RECORDS TO PROCESS:
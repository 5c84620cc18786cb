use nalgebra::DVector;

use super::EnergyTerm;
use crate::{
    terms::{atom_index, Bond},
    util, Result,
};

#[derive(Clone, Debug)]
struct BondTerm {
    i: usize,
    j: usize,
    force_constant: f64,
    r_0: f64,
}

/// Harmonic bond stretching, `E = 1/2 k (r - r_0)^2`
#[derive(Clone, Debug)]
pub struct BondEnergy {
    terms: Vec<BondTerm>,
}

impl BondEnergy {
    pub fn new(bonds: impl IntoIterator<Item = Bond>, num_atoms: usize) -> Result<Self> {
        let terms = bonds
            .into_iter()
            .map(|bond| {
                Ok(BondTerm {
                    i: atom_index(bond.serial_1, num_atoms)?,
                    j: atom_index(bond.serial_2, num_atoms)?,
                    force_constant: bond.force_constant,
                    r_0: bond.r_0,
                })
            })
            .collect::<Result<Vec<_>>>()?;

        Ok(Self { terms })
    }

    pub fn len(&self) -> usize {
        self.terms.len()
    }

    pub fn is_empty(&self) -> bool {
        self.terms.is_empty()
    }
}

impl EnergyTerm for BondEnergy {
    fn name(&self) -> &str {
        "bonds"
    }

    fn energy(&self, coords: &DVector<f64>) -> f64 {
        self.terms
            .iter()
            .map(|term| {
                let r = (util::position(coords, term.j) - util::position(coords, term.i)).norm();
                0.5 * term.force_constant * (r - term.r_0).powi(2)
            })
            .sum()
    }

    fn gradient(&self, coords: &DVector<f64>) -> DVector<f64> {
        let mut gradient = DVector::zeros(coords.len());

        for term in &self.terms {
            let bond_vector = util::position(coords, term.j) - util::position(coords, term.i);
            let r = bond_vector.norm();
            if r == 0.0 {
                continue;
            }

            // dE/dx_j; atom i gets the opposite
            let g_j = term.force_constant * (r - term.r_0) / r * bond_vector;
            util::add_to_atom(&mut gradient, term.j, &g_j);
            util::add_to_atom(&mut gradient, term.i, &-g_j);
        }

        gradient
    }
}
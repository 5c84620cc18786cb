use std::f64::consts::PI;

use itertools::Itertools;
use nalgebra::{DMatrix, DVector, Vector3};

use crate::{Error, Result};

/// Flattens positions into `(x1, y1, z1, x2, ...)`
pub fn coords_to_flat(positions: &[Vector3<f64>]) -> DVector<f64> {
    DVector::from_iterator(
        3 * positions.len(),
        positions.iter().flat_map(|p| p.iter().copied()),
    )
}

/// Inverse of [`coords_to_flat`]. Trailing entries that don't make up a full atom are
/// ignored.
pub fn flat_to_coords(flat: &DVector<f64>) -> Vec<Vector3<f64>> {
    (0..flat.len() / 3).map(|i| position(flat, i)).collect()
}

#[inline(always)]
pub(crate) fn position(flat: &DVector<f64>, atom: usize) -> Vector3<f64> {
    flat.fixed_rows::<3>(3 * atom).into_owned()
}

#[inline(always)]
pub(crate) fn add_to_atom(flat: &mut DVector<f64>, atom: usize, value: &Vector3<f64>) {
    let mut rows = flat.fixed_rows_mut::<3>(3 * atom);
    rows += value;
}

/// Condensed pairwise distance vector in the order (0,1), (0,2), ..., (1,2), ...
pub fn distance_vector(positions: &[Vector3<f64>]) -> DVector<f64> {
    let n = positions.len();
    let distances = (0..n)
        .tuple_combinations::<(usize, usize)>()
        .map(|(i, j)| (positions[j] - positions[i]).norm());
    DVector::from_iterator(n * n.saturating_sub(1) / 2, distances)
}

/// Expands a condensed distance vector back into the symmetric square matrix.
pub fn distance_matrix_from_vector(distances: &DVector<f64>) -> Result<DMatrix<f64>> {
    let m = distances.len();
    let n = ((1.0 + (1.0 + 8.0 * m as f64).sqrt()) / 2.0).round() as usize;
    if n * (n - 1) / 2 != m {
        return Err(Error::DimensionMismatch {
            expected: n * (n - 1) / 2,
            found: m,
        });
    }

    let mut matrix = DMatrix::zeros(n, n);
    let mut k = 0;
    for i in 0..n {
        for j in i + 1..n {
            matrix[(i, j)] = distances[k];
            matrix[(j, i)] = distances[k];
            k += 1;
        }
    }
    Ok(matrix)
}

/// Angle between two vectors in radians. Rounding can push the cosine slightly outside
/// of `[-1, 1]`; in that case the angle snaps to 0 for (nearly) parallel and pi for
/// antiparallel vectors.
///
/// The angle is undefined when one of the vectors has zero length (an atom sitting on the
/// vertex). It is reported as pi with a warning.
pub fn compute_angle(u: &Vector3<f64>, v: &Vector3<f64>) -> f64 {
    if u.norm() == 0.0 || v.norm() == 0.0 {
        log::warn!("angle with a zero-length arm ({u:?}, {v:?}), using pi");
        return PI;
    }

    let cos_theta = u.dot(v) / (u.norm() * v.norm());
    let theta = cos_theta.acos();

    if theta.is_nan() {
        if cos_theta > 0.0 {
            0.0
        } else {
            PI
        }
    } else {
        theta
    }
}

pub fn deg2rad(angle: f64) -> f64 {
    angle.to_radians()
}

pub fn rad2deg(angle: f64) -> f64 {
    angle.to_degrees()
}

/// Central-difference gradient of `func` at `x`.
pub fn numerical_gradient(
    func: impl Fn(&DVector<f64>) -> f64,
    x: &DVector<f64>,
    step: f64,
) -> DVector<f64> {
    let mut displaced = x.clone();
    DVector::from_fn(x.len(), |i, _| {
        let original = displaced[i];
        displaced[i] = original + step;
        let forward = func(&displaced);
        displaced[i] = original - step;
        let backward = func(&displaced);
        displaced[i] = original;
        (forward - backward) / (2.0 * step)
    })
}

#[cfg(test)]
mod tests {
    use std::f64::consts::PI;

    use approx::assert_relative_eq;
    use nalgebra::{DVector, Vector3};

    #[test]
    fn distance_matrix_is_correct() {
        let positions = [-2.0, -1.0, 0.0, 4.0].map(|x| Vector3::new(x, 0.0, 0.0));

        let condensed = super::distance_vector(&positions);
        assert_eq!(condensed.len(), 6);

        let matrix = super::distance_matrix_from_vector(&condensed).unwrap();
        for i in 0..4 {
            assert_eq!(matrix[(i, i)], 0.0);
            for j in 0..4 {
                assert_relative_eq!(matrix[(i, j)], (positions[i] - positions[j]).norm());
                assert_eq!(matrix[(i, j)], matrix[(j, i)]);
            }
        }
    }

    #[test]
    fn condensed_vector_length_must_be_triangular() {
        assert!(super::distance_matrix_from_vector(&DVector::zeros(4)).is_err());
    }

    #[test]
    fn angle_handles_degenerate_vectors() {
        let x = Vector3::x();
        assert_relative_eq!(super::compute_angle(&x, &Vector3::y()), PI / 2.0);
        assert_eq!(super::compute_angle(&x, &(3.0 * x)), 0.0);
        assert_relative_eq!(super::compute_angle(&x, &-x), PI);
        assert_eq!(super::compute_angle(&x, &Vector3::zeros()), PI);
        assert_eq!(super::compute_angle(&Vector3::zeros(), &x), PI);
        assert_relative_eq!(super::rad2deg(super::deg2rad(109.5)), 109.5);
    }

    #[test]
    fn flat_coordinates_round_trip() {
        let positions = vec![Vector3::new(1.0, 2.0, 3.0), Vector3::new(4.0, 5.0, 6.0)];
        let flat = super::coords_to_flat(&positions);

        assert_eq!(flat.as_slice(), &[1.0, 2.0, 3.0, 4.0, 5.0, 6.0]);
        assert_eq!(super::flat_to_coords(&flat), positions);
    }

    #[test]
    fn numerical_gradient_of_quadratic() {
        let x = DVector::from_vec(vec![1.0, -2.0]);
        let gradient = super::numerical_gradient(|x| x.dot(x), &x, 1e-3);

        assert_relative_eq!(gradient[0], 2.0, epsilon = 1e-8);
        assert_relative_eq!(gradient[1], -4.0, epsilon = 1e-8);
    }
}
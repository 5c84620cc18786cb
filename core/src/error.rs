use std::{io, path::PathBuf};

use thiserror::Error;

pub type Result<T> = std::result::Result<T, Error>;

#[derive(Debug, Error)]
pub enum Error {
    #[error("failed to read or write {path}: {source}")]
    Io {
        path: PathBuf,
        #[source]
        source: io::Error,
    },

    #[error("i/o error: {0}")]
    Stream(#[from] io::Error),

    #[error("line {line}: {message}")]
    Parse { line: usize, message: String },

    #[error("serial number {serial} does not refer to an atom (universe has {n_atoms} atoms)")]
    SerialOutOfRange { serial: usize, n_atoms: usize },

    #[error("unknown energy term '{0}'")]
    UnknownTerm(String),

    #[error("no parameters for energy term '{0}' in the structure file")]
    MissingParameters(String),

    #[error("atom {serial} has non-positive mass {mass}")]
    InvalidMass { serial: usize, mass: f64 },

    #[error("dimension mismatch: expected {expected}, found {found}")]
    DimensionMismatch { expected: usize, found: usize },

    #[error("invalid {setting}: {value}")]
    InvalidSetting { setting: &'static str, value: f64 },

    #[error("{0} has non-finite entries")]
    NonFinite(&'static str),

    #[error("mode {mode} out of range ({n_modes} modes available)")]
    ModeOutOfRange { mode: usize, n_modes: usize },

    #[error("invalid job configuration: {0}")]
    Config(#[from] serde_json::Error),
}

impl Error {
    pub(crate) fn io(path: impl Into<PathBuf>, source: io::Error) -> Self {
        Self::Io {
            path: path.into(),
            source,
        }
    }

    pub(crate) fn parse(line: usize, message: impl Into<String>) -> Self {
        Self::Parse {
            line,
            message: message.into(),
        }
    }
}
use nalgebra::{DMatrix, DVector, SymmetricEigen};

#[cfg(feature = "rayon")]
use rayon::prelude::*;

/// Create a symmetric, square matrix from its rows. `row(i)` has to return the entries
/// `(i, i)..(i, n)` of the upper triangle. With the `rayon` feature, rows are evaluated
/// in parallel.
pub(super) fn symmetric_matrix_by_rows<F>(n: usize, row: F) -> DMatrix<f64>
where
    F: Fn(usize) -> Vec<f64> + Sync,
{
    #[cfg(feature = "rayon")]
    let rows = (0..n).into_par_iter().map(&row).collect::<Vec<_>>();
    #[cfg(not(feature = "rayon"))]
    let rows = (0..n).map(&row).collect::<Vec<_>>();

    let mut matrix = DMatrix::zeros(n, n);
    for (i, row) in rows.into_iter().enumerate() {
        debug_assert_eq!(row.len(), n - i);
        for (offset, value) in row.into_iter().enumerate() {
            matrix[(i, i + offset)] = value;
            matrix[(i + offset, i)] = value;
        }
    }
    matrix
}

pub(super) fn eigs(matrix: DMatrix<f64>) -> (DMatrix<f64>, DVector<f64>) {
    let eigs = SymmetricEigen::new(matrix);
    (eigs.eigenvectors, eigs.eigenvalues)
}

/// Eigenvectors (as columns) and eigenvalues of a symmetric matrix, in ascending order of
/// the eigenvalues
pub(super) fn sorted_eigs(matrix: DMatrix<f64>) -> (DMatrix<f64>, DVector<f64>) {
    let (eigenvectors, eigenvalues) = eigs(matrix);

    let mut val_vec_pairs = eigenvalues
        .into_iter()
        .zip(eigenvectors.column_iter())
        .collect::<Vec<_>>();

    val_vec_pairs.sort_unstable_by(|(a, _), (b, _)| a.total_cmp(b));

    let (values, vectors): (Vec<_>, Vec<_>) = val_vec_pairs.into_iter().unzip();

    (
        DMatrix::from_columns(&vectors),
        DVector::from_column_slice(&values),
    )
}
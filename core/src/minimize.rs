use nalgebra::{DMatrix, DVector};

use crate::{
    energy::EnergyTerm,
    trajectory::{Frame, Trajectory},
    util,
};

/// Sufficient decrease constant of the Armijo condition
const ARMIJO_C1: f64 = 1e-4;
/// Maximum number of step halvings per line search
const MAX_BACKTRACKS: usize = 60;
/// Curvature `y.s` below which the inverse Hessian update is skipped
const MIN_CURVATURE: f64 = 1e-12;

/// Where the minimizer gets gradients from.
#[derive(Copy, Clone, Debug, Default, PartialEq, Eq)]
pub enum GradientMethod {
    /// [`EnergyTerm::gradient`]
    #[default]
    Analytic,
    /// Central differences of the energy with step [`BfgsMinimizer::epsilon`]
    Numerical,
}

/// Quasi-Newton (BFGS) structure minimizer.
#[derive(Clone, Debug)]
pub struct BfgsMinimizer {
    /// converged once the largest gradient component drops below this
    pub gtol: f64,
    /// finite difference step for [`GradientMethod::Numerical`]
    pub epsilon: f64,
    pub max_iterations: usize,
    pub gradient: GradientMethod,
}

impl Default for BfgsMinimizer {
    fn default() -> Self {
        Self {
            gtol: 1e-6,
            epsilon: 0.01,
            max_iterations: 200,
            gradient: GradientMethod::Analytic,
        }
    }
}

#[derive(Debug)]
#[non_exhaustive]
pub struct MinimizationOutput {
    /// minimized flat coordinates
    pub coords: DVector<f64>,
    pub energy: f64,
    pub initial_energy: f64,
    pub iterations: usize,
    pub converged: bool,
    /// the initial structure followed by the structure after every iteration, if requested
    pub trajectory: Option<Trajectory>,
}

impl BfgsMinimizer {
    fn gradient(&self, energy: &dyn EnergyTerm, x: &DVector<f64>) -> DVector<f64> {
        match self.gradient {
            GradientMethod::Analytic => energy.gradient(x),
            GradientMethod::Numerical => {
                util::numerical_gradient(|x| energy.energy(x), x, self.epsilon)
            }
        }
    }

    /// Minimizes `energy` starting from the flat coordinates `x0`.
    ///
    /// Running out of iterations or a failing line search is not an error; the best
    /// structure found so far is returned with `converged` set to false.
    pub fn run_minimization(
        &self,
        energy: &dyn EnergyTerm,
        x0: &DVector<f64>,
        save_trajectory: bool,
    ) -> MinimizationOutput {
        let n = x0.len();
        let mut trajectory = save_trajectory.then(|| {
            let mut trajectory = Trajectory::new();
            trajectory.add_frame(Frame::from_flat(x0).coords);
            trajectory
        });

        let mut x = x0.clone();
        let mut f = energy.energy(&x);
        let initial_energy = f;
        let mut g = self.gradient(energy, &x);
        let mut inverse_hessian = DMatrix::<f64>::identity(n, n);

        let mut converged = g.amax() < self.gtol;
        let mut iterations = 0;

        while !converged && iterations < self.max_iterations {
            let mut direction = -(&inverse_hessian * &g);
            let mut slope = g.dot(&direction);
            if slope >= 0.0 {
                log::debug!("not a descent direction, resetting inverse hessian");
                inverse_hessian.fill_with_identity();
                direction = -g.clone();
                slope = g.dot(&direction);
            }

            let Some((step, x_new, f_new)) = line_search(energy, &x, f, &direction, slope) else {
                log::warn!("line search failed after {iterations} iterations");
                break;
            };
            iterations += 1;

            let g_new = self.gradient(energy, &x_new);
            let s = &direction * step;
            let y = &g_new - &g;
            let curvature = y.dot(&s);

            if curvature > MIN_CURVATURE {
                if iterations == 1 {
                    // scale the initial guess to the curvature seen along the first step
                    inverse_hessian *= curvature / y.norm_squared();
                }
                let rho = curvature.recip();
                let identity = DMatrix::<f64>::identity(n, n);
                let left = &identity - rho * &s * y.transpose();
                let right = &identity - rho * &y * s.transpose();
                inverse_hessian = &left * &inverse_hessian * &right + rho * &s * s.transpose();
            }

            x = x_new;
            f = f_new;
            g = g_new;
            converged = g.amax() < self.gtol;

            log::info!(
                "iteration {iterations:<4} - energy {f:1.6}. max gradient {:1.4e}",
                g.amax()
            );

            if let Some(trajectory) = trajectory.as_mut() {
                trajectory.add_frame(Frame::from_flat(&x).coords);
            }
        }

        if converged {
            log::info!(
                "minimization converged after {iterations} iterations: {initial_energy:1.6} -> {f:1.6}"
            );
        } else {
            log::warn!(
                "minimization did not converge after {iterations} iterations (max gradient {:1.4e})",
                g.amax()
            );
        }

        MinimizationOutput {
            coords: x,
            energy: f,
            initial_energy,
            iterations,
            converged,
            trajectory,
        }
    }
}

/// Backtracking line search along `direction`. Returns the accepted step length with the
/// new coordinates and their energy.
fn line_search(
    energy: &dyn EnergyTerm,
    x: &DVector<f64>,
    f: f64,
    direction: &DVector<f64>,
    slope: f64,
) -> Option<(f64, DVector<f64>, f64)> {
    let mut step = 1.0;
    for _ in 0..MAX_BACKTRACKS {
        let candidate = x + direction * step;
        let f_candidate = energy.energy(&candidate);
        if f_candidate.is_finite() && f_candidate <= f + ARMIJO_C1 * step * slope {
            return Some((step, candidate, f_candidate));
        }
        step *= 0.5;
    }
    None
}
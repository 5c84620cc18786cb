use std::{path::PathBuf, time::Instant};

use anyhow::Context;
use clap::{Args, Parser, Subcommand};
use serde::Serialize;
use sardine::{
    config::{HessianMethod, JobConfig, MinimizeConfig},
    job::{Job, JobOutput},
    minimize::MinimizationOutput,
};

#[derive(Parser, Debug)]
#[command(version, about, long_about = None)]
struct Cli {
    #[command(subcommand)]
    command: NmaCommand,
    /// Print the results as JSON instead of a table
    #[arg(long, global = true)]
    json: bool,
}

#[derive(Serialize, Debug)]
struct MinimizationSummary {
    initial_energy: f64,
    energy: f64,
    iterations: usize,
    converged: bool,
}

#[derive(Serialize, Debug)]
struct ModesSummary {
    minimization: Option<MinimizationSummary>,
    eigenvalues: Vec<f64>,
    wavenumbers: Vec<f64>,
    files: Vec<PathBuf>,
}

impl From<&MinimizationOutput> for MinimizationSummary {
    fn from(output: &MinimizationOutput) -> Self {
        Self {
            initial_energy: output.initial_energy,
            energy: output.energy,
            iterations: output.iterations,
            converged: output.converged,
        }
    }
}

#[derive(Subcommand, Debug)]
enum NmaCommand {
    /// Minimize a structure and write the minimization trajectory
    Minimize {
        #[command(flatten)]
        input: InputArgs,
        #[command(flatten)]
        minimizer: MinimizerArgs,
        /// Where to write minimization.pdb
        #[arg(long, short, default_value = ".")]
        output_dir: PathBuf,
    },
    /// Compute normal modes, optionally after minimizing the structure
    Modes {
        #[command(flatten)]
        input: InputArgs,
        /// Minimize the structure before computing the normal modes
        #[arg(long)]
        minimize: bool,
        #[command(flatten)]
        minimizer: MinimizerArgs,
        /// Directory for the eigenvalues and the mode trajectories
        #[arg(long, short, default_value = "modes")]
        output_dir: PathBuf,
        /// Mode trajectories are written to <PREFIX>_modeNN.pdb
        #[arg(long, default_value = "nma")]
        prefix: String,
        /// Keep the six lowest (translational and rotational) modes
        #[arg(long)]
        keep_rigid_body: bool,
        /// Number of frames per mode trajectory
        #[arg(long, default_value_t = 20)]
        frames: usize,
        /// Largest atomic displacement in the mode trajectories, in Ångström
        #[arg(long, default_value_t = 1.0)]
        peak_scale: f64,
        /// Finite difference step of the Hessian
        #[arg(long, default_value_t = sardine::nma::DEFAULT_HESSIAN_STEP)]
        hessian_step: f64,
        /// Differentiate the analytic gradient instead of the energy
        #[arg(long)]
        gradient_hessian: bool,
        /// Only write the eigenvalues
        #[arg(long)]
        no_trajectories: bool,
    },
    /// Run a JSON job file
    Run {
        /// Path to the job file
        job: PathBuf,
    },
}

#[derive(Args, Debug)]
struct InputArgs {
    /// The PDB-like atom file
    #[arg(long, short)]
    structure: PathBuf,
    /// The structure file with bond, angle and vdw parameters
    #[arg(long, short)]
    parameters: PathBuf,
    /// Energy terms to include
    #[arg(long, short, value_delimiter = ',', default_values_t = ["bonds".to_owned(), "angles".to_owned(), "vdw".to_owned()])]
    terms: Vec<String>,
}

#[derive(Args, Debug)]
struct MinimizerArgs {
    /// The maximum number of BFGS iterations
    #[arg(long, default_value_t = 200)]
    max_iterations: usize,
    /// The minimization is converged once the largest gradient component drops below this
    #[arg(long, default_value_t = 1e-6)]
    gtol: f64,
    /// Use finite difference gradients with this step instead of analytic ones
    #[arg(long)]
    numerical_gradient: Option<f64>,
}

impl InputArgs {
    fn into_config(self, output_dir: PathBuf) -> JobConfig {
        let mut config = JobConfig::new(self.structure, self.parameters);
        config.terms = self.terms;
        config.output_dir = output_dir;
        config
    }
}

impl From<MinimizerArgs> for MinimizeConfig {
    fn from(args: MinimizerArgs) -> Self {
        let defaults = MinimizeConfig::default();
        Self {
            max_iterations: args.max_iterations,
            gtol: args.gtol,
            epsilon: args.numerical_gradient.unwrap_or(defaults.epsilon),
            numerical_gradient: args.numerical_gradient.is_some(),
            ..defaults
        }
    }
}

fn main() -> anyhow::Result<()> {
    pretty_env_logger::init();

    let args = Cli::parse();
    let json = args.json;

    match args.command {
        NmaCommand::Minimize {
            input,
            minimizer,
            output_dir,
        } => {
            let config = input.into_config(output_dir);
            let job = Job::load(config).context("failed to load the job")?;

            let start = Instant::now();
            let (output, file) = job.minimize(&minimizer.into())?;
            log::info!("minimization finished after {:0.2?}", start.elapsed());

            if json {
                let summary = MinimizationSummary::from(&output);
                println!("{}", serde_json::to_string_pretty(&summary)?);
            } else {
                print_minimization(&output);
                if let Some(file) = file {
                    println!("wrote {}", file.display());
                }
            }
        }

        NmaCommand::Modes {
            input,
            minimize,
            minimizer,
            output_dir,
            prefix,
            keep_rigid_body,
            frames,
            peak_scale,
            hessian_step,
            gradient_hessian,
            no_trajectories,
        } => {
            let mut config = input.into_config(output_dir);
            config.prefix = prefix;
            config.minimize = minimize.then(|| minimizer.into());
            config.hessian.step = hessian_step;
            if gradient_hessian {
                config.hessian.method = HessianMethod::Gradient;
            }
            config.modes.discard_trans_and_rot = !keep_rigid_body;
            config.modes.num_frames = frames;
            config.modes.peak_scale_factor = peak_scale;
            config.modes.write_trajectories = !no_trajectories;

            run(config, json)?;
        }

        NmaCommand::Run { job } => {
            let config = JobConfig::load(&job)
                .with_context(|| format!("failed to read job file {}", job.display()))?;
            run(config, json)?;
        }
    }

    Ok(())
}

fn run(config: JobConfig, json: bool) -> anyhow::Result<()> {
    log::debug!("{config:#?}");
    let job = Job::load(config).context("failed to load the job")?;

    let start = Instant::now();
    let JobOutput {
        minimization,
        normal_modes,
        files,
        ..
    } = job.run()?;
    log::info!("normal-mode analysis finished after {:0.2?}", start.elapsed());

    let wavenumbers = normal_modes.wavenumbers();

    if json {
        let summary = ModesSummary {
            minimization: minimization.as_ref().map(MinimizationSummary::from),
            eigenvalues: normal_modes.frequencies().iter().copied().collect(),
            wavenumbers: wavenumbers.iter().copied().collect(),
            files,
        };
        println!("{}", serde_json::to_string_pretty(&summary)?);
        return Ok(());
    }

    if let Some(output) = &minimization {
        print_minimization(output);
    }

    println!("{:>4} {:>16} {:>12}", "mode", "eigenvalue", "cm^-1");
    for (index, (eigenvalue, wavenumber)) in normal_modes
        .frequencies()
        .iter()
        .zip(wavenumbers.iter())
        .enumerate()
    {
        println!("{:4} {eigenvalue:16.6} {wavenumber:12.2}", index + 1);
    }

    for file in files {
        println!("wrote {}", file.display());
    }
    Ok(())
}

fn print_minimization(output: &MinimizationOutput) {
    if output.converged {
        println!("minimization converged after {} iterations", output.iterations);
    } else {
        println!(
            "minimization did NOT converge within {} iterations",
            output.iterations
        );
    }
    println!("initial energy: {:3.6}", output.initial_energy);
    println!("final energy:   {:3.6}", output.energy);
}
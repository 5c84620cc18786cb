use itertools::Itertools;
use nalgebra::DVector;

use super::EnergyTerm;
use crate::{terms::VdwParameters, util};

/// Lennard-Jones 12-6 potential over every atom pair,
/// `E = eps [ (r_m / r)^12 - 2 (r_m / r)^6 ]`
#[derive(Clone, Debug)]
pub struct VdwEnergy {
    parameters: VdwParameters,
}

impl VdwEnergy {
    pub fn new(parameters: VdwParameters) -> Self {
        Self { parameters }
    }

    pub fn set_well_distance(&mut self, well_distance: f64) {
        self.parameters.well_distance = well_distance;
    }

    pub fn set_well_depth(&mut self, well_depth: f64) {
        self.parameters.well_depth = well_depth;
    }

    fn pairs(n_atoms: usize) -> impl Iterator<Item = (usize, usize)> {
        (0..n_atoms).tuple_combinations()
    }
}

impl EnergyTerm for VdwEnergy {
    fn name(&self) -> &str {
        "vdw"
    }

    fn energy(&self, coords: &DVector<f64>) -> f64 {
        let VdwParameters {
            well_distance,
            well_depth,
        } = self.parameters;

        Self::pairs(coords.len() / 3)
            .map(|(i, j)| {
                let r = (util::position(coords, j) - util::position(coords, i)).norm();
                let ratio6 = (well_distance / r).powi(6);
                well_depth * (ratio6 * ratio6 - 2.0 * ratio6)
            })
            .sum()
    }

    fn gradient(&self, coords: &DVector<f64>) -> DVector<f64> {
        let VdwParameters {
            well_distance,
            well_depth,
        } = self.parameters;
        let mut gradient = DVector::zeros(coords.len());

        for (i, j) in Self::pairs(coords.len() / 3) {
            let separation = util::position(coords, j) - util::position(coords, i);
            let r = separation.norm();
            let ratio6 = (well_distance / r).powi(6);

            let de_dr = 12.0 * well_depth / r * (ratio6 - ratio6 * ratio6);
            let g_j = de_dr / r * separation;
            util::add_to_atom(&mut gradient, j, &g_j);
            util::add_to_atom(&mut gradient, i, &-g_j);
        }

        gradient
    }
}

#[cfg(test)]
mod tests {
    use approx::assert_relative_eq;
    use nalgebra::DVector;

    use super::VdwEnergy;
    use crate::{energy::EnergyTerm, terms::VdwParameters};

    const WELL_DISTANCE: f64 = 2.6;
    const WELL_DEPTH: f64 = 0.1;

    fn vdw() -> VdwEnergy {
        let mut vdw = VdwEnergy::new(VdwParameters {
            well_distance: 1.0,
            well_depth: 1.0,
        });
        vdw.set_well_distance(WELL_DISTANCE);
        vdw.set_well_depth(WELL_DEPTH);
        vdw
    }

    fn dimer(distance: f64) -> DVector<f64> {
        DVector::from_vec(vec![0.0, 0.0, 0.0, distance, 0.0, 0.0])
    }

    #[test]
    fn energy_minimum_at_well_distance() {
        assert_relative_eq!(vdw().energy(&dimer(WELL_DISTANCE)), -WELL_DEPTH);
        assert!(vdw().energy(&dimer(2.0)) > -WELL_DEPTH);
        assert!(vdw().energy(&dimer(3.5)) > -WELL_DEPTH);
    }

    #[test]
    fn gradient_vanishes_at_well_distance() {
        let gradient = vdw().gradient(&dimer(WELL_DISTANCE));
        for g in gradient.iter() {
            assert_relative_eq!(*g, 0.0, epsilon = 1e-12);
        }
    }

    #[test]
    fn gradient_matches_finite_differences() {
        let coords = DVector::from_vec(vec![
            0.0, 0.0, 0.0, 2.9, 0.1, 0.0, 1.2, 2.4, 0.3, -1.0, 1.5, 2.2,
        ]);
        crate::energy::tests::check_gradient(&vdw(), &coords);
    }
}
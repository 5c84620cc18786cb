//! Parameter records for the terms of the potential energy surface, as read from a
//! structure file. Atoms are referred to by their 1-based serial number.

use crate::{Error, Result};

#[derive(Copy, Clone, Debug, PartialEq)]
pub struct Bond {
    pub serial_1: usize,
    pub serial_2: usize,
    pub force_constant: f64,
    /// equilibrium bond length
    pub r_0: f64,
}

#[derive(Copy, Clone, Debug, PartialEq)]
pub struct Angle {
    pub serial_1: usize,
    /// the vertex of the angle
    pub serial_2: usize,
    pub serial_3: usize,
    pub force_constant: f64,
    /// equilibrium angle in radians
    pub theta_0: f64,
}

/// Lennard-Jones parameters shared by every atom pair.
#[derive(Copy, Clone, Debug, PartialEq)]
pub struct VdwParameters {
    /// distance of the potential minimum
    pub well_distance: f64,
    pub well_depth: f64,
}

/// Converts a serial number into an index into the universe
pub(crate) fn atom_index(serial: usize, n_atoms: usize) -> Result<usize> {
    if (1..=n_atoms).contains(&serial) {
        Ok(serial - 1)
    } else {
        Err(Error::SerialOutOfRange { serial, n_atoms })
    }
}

REQUIREMENT:
Your answer should be the lines of the records that include the word "entries".

SOLVED PROBLEM:
/// Inverse of [`coords_to_flat`]. Trailing entries that don't make up a full atom are
    #[error("{0} has non-finite entries")]
/// Create a symmetric, square matrix from its rows. `row(i)` has to return the entries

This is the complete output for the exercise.